1. Zusammensetzung umfassend: (1) Eine biokompatible azelluläre Matrix, die ein Haftsubstrat für Säugetier-Vorläuferzellen bereitstellt und im wesentlichen frei von Substanzen ist, die die Morphogenese hemmen; und (b) ein an dieser Matrix in einer zur Induzierung der Entwicklungskaskade einer gewebsspezifischen Morphogenese sorbiertes Morphogen, wobei die Zusammensetzung in vivo an einem nicht-Skelett-Gewebsort angeordnet wird, wobei die Matrix Bestandteile aufweist, die für diesen Gewebs-Ort spezifisch sind.
2. Zusammensetzung nach Anspruch 1, bei der die Matrix biologisch abbaubar und/oder porös ist (die beispielsweise aus organspezifischem Gewebe stammt oder Kollagen oder Zellanlagerungsfaktoren umfaßt, die aus Glykosaminoglykanen und Proteoglykanen ausgewählt sind).
3. Zusammensetzung, die ein Morphogen in Verbindung mit einer Matrix umfaßt, die aus dehydriertem nicht-Skelett-Gewebe gewonnen wird.
4. Zusammensetzung nach Anspruch 1, 2 oder 3, bei der die Matrix aus Lebergewebe oder aus demineralisiertem und Guanidinextrahiertem Dentin gewonnen wird, beispielsweise zur Verwendung in der Dentinogenese, der Leberregeneration, der Dentinregeneration oder der Reparatur von beschädigtem Leber- oder Dentingewebe (wobei die Schädigung beispielsweise durch Krankheit oder mechanische Verletzung entstanden ist).

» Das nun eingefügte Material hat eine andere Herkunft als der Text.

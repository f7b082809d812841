//! Integration tests for the veridoc pipeline.
//!
//! The vision capability is scripted: fake page images carry a marker
//! string, and the mock provider answers with a canned transcript for that
//! marker. This exercises the real extraction protocol (encoding, parsing,
//! quality scoring, recovery merge, fan-out) and the real concordance
//! engine without network access.
//!
//! Stages that need a pdfium library (validation, rasterisation of real
//! PDFs) are exercised end-to-end only when `VERIDOC_E2E=1` and the sample
//! files exist; without them the tests assert the graceful-degradation
//! paths instead.

use async_trait::async_trait;
use base64::{engine::general_purpose::STANDARD, Engine as _};
use std::collections::HashMap;
use std::path::PathBuf;
use std::sync::Arc;
use veridoc::pipeline::extract::{self, ExtractionMode};
use veridoc::prompts::RECOVERY_PROMPT;
use veridoc::{
    analyze, concordance, AnalysisConfig, CaseReport, EncodedImage, PipelineStatus, ProviderError,
    RunOutcome, VisionProvider,
};

// ── Scripted provider ────────────────────────────────────────────────────────

/// Answers with the transcript registered for the marker text inside the
/// fake image. A separate reply is served to the recovery prompt.
struct ScriptedProvider {
    replies: HashMap<String, String>,
    recovery_replies: HashMap<String, String>,
}

impl ScriptedProvider {
    fn new() -> Self {
        ScriptedProvider {
            replies: HashMap::new(),
            recovery_replies: HashMap::new(),
        }
    }

    fn reply(mut self, marker: &str, transcript: &str) -> Self {
        self.replies.insert(marker.to_string(), transcript.to_string());
        self
    }

    fn recovery_reply(mut self, marker: &str, transcript: &str) -> Self {
        self.recovery_replies
            .insert(marker.to_string(), transcript.to_string());
        self
    }
}

#[async_trait]
impl VisionProvider for ScriptedProvider {
    async fn extract(&self, image: &EncodedImage, prompt: &str) -> Result<String, ProviderError> {
        let marker = String::from_utf8(
            STANDARD
                .decode(&image.data)
                .map_err(|e| ProviderError::Api(e.to_string()))?,
        )
        .map_err(|e| ProviderError::Api(e.to_string()))?;

        let table = if prompt == RECOVERY_PROMPT {
            &self.recovery_replies
        } else {
            &self.replies
        };
        table
            .get(marker.trim())
            .cloned()
            .ok_or_else(|| ProviderError::Api(format!("no scripted reply for '{marker}'")))
    }

    fn name(&self) -> &str {
        "scripted"
    }
}

/// Write a fake page image whose content is just the marker string.
fn fake_image(dir: &tempfile::TempDir, name: &str, marker: &str) -> PathBuf {
    let path = dir.path().join(name);
    std::fs::write(&path, marker).unwrap();
    path
}

const CIN_TRANSCRIPT: &str = "\
TYPE_DOCUMENT: CIN
CONFIANCE_CLASSIFICATION: HAUTE
QUALITE_IMAGE: BONNE

INFORMATIONS_EXTRAITES:
- numero_cin: AB123456
- nom_complet: BENANI AHMED
- prenom: Ahmed
- date_naissance: 12/03/1985
- adresse_complete: 12 rue des Fleurs, Casablanca
- date_emission: 05/01/2024

OBSERVATIONS:
- Document net";

const BILL_TRANSCRIPT: &str = "\
TYPE_DOCUMENT: FACTURE_ELECTRICITE
CONFIANCE_CLASSIFICATION: HAUTE
QUALITE_IMAGE: BONNE

INFORMATIONS_EXTRAITES:
- fournisseur: REDAL
- numero_client: 556677
- nom_titulaire: Benani Ahmed
- prenom: Ahmed
- adresse_facturation: 12 rue des fleurs Casablanca
- date_emission: 20/01/2024

OBSERVATIONS:
- Lisible";

const IMPOSTOR_PAYSLIP_TRANSCRIPT: &str = "\
TYPE_DOCUMENT: BULLETIN_SALAIRE
CONFIANCE_CLASSIFICATION: HAUTE
QUALITE_IMAGE: BONNE

INFORMATIONS_EXTRAITES:
- nom_employe: ALAMI MOHAMED
- prenom_employe: Mohamed
- entreprise: Maroc Telecom
- salaire_net: 9500 MAD
- date_emission: 25/01/2024";

// ── Extraction + concordance, concordant case ────────────────────────────────

#[tokio::test]
async fn concordant_case_end_to_end() {
    let dir = tempfile::tempdir().unwrap();
    let images = vec![
        fake_image(&dir, "cin_page_01.png", "CIN"),
        fake_image(&dir, "facture_page_01.png", "BILL"),
    ];
    let provider: Arc<dyn VisionProvider> = Arc::new(
        ScriptedProvider::new()
            .reply("CIN", CIN_TRANSCRIPT)
            .reply("BILL", BILL_TRANSCRIPT),
    );
    let config = AnalysisConfig::default();

    let (outcomes, errors) = extract::extract_all(&provider, &images, &config).await;
    assert!(errors.is_empty(), "{errors:?}");
    assert_eq!(outcomes.len(), 2);

    for outcome in outcomes.values() {
        assert_eq!(outcome.mode, ExtractionMode::Normal);
        assert!(outcome.quality.score >= 90, "{:?}", outcome.quality);
    }

    let bundle: veridoc::CaseBundle = outcomes
        .iter()
        .map(|(path, o)| (path.clone(), o.record.clone()))
        .collect();
    let result = concordance::analyze(&bundle);

    assert!(result.is_concordant, "{:?}", result.discrepancies);
    // Same person, same address, 15 days apart: every check passes, and the
    // coverage bonuses max the score out.
    assert_eq!(result.confidence_score, 100.0);
    assert_eq!(result.coverage.with_full_name, 2);
    assert_eq!(result.coverage.with_national_id, 1);
    assert_eq!(result.coverage.with_address, 2);
    // A national ID was found, two names, no discrepancies, high score:
    // no recommendation rule fires.
    assert!(result.recommendations.is_empty(), "{:?}", result.recommendations);
}

// ── Discordant case ──────────────────────────────────────────────────────────

#[tokio::test]
async fn impostor_payslip_is_flagged() {
    let dir = tempfile::tempdir().unwrap();
    let images = vec![
        fake_image(&dir, "cin_page_01.png", "CIN"),
        fake_image(&dir, "bulletin_page_01.png", "PAYSLIP"),
    ];
    let provider: Arc<dyn VisionProvider> = Arc::new(
        ScriptedProvider::new()
            .reply("CIN", CIN_TRANSCRIPT)
            .reply("PAYSLIP", IMPOSTOR_PAYSLIP_TRANSCRIPT),
    );
    let config = AnalysisConfig::default();

    let (outcomes, _) = extract::extract_all(&provider, &images, &config).await;
    let bundle: veridoc::CaseBundle = outcomes
        .iter()
        .map(|(path, o)| (path.clone(), o.record.clone()))
        .collect();
    let result = concordance::analyze(&bundle);

    assert!(!result.is_concordant);
    // Name and first name both disagree.
    let name_line = result
        .discrepancies
        .iter()
        .find(|d| d.starts_with("Name mismatch"))
        .expect("name discrepancy");
    assert!(name_line.contains("BENANI AHMED"), "{name_line}");
    assert!(name_line.contains("ALAMI MOHAMED"), "{name_line}");
    assert!(name_line.contains("cin_page_01.png"), "{name_line}");
    assert!(name_line.contains("bulletin_page_01.png"), "{name_line}");
    assert!(result
        .recommendations
        .iter()
        .any(|r| r.contains("manual verification")));
}

// ── Recovery protocol ────────────────────────────────────────────────────────

#[tokio::test]
async fn poor_scan_triggers_recovery_and_merge() {
    const POOR_TRANSCRIPT: &str = "\
TYPE_DOCUMENT: CIN
CONFIANCE_CLASSIFICATION: FAIBLE
QUALITE_IMAGE: FAIBLE

INFORMATIONS_EXTRAITES:
- numero_cin: ILLISIBLE
- nom_complet: PARTIEL: BEN
- prenom: Ahmed";

    const RECOVERED_TRANSCRIPT: &str = "\
TYPE_DOCUMENT: CIN
CONFIANCE_CLASSIFICATION: FAIBLE
QUALITE_IMAGE: FAIBLE

INFORMATIONS_EXTRAITES:
- numero_cin: AB123456
- nom_complet: BENANI AHMED
- prenom: Youssef";

    let dir = tempfile::tempdir().unwrap();
    let images = vec![fake_image(&dir, "cin_page_01.png", "CIN")];
    let provider: Arc<dyn VisionProvider> = Arc::new(
        ScriptedProvider::new()
            .reply("CIN", POOR_TRANSCRIPT)
            .recovery_reply("CIN", RECOVERED_TRANSCRIPT),
    );
    let config = AnalysisConfig::default();

    let (outcomes, errors) = extract::extract_all(&provider, &images, &config).await;
    assert!(errors.is_empty(), "{errors:?}");
    let outcome = outcomes.values().next().unwrap();

    assert_eq!(outcome.mode, ExtractionMode::Recovery);
    assert!(outcome.recovery_transcript.is_some());
    // Sentinel-marked fields were replaced by the recovery values...
    assert_eq!(outcome.record.full_name.as_deref(), Some("BENANI AHMED"));
    assert_eq!(outcome.record.document_number.as_deref(), Some("AB123456"));
    // ...but the clean normal-pass value was kept.
    assert_eq!(outcome.record.first_name.as_deref(), Some("Ahmed"));
}

#[tokio::test]
async fn failed_recovery_keeps_normal_pass() {
    const POOR_TRANSCRIPT: &str = "\
TYPE_DOCUMENT: CIN
CONFIANCE_CLASSIFICATION: FAIBLE
QUALITE_IMAGE: FAIBLE

INFORMATIONS_EXTRAITES:
- nom_complet: ILLISIBLE
- prenom: Ahmed";

    let dir = tempfile::tempdir().unwrap();
    let images = vec![fake_image(&dir, "cin_page_01.png", "CIN")];
    // No recovery reply registered → the recovery call fails.
    let provider: Arc<dyn VisionProvider> =
        Arc::new(ScriptedProvider::new().reply("CIN", POOR_TRANSCRIPT));
    let config = AnalysisConfig::default();

    let (outcomes, errors) = extract::extract_all(&provider, &images, &config).await;
    let outcome = outcomes.values().next().unwrap();

    assert_eq!(outcome.mode, ExtractionMode::RecoveryFailed);
    assert_eq!(outcome.record.full_name.as_deref(), Some("ILLISIBLE"));
    // The failed recovery shows up as a warning in the error list.
    assert_eq!(errors.len(), 1);
}

// ── Capability timeout ───────────────────────────────────────────────────────

struct StallingProvider;

#[async_trait]
impl VisionProvider for StallingProvider {
    async fn extract(&self, _image: &EncodedImage, _prompt: &str) -> Result<String, ProviderError> {
        tokio::time::sleep(std::time::Duration::from_secs(5)).await;
        Ok(String::new())
    }
}

#[tokio::test]
async fn capability_timeout_is_a_per_document_failure() {
    let dir = tempfile::tempdir().unwrap();
    let images = vec![fake_image(&dir, "cin_page_01.png", "CIN")];
    let provider: Arc<dyn VisionProvider> = Arc::new(StallingProvider);
    let config = AnalysisConfig::builder()
        .api_timeout_secs(1)
        .build()
        .unwrap();

    let (outcomes, errors) = extract::extract_all(&provider, &images, &config).await;
    let outcome = outcomes.values().next().unwrap();

    assert_eq!(outcome.mode, ExtractionMode::Error);
    assert_eq!(outcome.record.document_type, veridoc::DocumentType::Error);
    assert_eq!(errors.len(), 1);
    assert!(errors[0].to_string().contains("timed out"), "{:?}", errors[0]);
}

// ── Full pipeline over a folder of unreadable PDFs ───────────────────────────

#[tokio::test]
async fn unreadable_pdfs_reject_but_pipeline_completes() {
    let dir = tempfile::tempdir().unwrap();
    std::fs::write(dir.path().join("cin.pdf"), b"not a real pdf").unwrap();
    std::fs::write(dir.path().join("facture.pdf"), b"also not a pdf").unwrap();

    let provider: Arc<dyn VisionProvider> = Arc::new(ScriptedProvider::new());
    let state = analyze(dir.path(), provider, &AnalysisConfig::default())
        .await
        .unwrap();

    // Both candidates were found, neither survived validation (whether the
    // rejection came from pdfium parsing or a missing pdfium library), and
    // every stage still ran to completion.
    assert_eq!(state.status, PipelineStatus::Done);
    assert_eq!(state.counters.pdfs_found, 2);
    assert_eq!(state.counters.pdfs_rejected, 2);
    assert_eq!(state.counters.documents_analyzed, 0);
    assert_eq!(state.outcome(), RunOutcome::Empty);

    let report = state.report.as_ref().unwrap();
    let text = report.render_text();
    assert!(text.contains("PDFs rejected:      2"), "{text}");
    assert!(report.concordance.is_concordant);
}

#[tokio::test]
async fn missing_folder_is_fatal() {
    let provider: Arc<dyn VisionProvider> = Arc::new(ScriptedProvider::new());
    let result = analyze("/definitely/not/a/case", provider, &AnalysisConfig::default()).await;
    assert!(result.is_err());
}

// ── Report round-trip ────────────────────────────────────────────────────────

#[tokio::test]
async fn report_round_trips_through_json() {
    let dir = tempfile::tempdir().unwrap();
    let images = vec![
        fake_image(&dir, "cin_page_01.png", "CIN"),
        fake_image(&dir, "facture_page_01.png", "BILL"),
    ];
    let provider: Arc<dyn VisionProvider> = Arc::new(
        ScriptedProvider::new()
            .reply("CIN", CIN_TRANSCRIPT)
            .reply("BILL", BILL_TRANSCRIPT),
    );
    let config = AnalysisConfig::default();

    let (outcomes, _) = extract::extract_all(&provider, &images, &config).await;
    let mut state = veridoc::PipelineState::new(dir.path());
    state.counters.documents_analyzed = outcomes.len();
    state.extractions = outcomes;
    state.concordance = Some(concordance::analyze(&state.bundle()));

    let report = CaseReport::from_state(&state);
    let json = serde_json::to_string(&report).unwrap();
    let parsed: CaseReport = serde_json::from_str(&json).unwrap();

    assert_eq!(parsed.records.len(), 2);
    assert!(parsed.concordance.is_concordant);
    assert_eq!(parsed.extraction.documents_excellent, 2);
}

// ── Env-gated end-to-end with real PDFs and pdfium ───────────────────────────

fn test_cases_dir() -> PathBuf {
    PathBuf::from(env!("CARGO_MANIFEST_DIR")).join("test_cases")
}

/// Skip unless VERIDOC_E2E is set *and* the sample folder exists.
macro_rules! e2e_skip_unless_ready {
    ($path:expr) => {{
        if std::env::var("VERIDOC_E2E").is_err() {
            println!("SKIP — set VERIDOC_E2E=1 to run e2e tests");
            return;
        }
        let p: PathBuf = $path;
        if !p.exists() {
            println!("SKIP — sample folder not found: {}", p.display());
            return;
        }
        p
    }};
}

#[tokio::test]
async fn e2e_real_pdfs_rasterize_and_extract() {
    let folder = e2e_skip_unless_ready!(test_cases_dir().join("sample_case"));

    let provider: Arc<dyn VisionProvider> = Arc::new(
        ScriptedProvider::new(), // every call fails → error-tagged records
    );
    let state = analyze(&folder, provider, &AnalysisConfig::default())
        .await
        .expect("analysis should run");

    assert_eq!(state.status, PipelineStatus::Done);
    assert!(state.counters.pdfs_found > 0);
    // Real PDFs must rasterize even though extraction is scripted to fail.
    assert!(state.counters.images_rendered > 0);
    assert_eq!(
        state.counters.documents_analyzed,
        state.counters.images_rendered
    );
}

5. Zusammensetzung nach einem der Ansprüche 1-4 für:
(a) die Vermehrung einer sich erneuernden Vorläuferzell- Population in einem Säugetier;
(b) das Induzieren einer nicht-Skelett-Gewebsmorphogenese in einem Säugetier;
(c) die Verwendung in einem Verfahren, umfassend die Schritte, auf der azellulären Matrix angeordnete Vorläuferzellen in vivo einem nicht-Skelett-Gewebs-Ort zu verabreichen, um dadurch eine nicht-Skelett-gewebsspezifische Differenzierung und Proliferation innerhalb des Ortes zu induzieren;
(d) die Aufrechterhaltung oder Wiederherstellung der phänotypischen Expression differenzierter Säugetierzellen (beispielsweise Zellen, die alt sind oder ruhen (oder einem Risiko ausgesetzt sind, dieses zu werden));
(f) das Induzieren der Proliferation von Säugetier-Vorläuferzellen (beispielsweise ex vivo).

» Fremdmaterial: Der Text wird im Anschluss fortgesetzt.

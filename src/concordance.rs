//! Cross-document concordance analysis.
//!
//! Given the extracted records of one applicant's folder, decide whether
//! the documents agree with each other and produce a scored, actionable
//! verdict. This is where fraud and data-entry inconsistency surface: a
//! payslip naming a different employee than the identity card, two
//! addresses that cannot be the same household, issue dates months apart.
//!
//! ## Matching model
//!
//! OCR output is noisy, so raw equality is useless. Text fields are
//! normalised (lowercase, accents folded, punctuation stripped, whitespace
//! collapsed) and then compared either exactly or by Jaccard similarity of
//! their word sets. Identifier fields are compared after stripping spaces,
//! hyphens and periods. The tolerances (0.8 generic, 0.7 for addresses,
//! which carry more incidental formatting noise) are tuned constants —
//! changing them changes which real-world bundles pass.
//!
//! Missing and sentinel-marked values are "no signal", never a mismatch.
//!
//! ## Verdict
//!
//! `is_concordant` is true iff the discrepancy list is empty. The
//! confidence score is informational only and never gates the verdict.

use crate::record::{usable, CaseBundle, DocumentRecord};
use chrono::NaiveDate;
use serde::{Deserialize, Serialize};
use std::collections::BTreeMap;
use std::path::Path;
use tracing::debug;

/// Jaccard tolerance for generic text fields (employers, …).
pub const TEXT_TOLERANCE: f64 = 0.8;
/// Jaccard tolerance for addresses.
pub const ADDRESS_TOLERANCE: f64 = 0.7;
/// Maximum acceptable spread between document issue dates.
pub const ISSUE_DATE_WINDOW_DAYS: i64 = 180;

/// Date formats tried in priority order by the temporal check.
const DATE_FORMATS: &[&str] = &[
    "%d/%m/%Y", "%d-%m-%Y", "%d.%m.%Y",
    "%Y-%m-%d", "%Y/%m/%d", "%Y.%m.%d",
    "%d/%m/%y", "%d-%m-%y", "%d.%m.%y",
];

/// Per-field coverage counts over the bundle, used for scoring and
/// reporting.
#[derive(Debug, Clone, Default, PartialEq, Eq, Serialize, Deserialize)]
pub struct FieldCoverage {
    pub total_documents: usize,
    pub with_full_name: usize,
    pub with_first_name: usize,
    pub with_birth_date: usize,
    pub with_address: usize,
    pub with_national_id: usize,
    pub with_phone: usize,
    pub with_bank_account: usize,
    /// Count per document-type label.
    pub document_types: BTreeMap<String, usize>,
}

/// Output of one full concordance analysis.
#[derive(Debug, Clone, Default, Serialize, Deserialize)]
pub struct ConcordanceResult {
    /// True iff `discrepancies` is empty.
    pub is_concordant: bool,
    /// One human-readable line per detected inconsistency, naming the
    /// conflicting values and their source documents.
    pub discrepancies: Vec<String>,
    /// 0–100 heuristic combining discrepancy count and field coverage.
    /// Informational; never gates `is_concordant`.
    pub confidence_score: f32,
    /// Remediation suggestions, in rule-declaration order.
    pub recommendations: Vec<String>,
    pub coverage: FieldCoverage,
}

/// Run the full analysis over one case bundle.
///
/// Bundles with fewer than two records are trivially concordant — there is
/// nothing to compare — but coverage, score and recommendations are still
/// produced.
pub fn analyze(bundle: &CaseBundle) -> ConcordanceResult {
    let coverage = field_coverage(bundle);

    let discrepancies = if bundle.len() < 2 {
        debug!("fewer than 2 records, trivially concordant");
        Vec::new()
    } else {
        let mut problems = Vec::new();
        problems.extend(check_identity(bundle));
        problems.extend(check_official_ids(bundle));
        problems.extend(check_residence_contact(bundle));
        problems.extend(check_financial(bundle));
        problems.extend(check_temporal(bundle));
        problems.extend(check_cross_type(bundle));
        problems
    };

    let confidence_score = confidence(discrepancies.len(), &coverage);
    let is_concordant = discrepancies.is_empty();
    let recommendations = recommend(&coverage, is_concordant, confidence_score);

    ConcordanceResult {
        is_concordant,
        discrepancies,
        confidence_score,
        recommendations,
        coverage,
    }
}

6. Verwendung eines Morphogens (oder der Zusammensetzung nach einem der Ansprüche 1-5) zur Herstellung eines Medikamentes zur Unterstützung einer nicht-Skelett-Gewebs-Regeneration.
7. Verwendung nach Anspruch 6, wobei das Gewebe ein anderes Gewebe als Knochen- und Knorpel-Gewebe ist, beispielsweise:
(a) Lungengewebe, das durch ein Emphysem geschädigt ist;
(b) zirrhotisches Leber- oder Nierengewebe;
(c) geschädigtes Herz- und/oder Blutgefäß-Gewebe (das beispielsweise aus Kardiomyopathien, artherothrombotischem oder kardioembolischem Schlaganfall entstanden sind);
(d) geschädigtes Magengewebe, das aus einer Ulzerierung entstanden ist;
(e) geschädigtes Nervengewebe (das beispielsweise aus einer körperlichen Verletzung oder degenerativen Erkrankungen entstanden ist);
(f) beschädigtes Dentingewebe (das beispielsweise aus einer Erkrankung oder mechanischen Verletzung entstanden ist).
6. Verwendung nach Anspruch 7 (e), bei der die degenerative Erkrankung die Alzheimer'sche Krankheit, multiple Sklerose oder ein Schlaganfall ist.
9. Verwendung eines Morphogens zur Herstellung eines Medikamentes für:
(a) die Stimulierung der Redifferenzierung von Zellen in vivo (beispielsweise zur Reduzierung oder zur im wesentlichen Hemmung der Tumorgenese und/oder des Wachstums von Neubildungen);
(b) die Krebstherapie (beispielsweise über Hemmung des Neubildungs-Wachstums);
(c) die Stimulierung der Redifferenzierung von determinierten Zellen in vivo;
(d) das Induzieren der De- oder Redifferenzierung von Neubildungen.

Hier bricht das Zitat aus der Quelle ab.